Work task:
All of the records should be given again exactly as they appear.
======== Data for analysis
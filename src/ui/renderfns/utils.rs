use crate::api::types::Difficulty;
use ratatui::prelude::Color;

/// Truncate to `max_len` characters, ending with "..." when cut.
pub fn truncate(s: &str, max_len: usize) -> String {
  if s.chars().count() <= max_len {
    s.to_string()
  } else {
    let kept: String = s.chars().take(max_len.saturating_sub(3)).collect();
    format!("{}...", kept)
  }
}

/// Five-star bar for a 0-5 rating, rounded to the nearest star.
pub fn rating_stars(rating: Option<f64>) -> String {
  let filled = rating.unwrap_or(0.0).clamp(0.0, 5.0).round() as usize;
  format!("{}{}", "★".repeat(filled), "☆".repeat(5 - filled))
}

pub fn difficulty_color(difficulty: Option<Difficulty>) -> Color {
  match difficulty {
    Some(Difficulty::Easy) => Color::Green,
    Some(Difficulty::Medium) => Color::Yellow,
    Some(Difficulty::Hard) => Color::Red,
    None => Color::DarkGray,
  }
}

/// `percent` of `total`, computed wide so large terminals cannot overflow.
pub fn percent_of(total: u16, percent: u16) -> u16 {
  (u32::from(total) * u32::from(percent) / 100) as u16
}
================
Result for this exercise:
filename src/ui/renderfns/utils.rs
use crate::api::types::Difficulty;
use ratatui::prelude::Color;

/// Truncate to `max_len` characters, ending with "..." when cut.
pub fn truncate(s: &str, max_len: usize) -> String {
  if s.chars().count() <= max_len {
    s.to_string()
  } else {
    let kept: String = s.chars().take(max_len.saturating_sub(3)).collect();
    format!("{}...", kept)
  }
}

/// Five-star bar for a 0-5 rating, rounded to the nearest star.
pub fn rating_stars(rating: Option<f64>) -> String {
  let filled = rating.unwrap_or(0.0).clamp(0.0, 5.0).round() as usize;
  format!("{}{}", "★".repeat(filled), "☆".repeat(5 - filled))
}

pub fn difficulty_color(difficulty: Option<Difficulty>) -> Color {
  match difficulty {
    Some(Difficulty::Easy) => Color::Green,
    Some(Difficulty::Medium) => Color::Yellow,
    Some(Difficulty::Hard) => Color::Red,
    None => Color::DarkGray,
  }
}

/// `percent` of `total`, computed wide so large terminals cannot overflow.
pub fn percent_of(total: u16, percent: u16) -> u16 {
  (u32::from(total) * u32::from(percent) / 100) as u16
}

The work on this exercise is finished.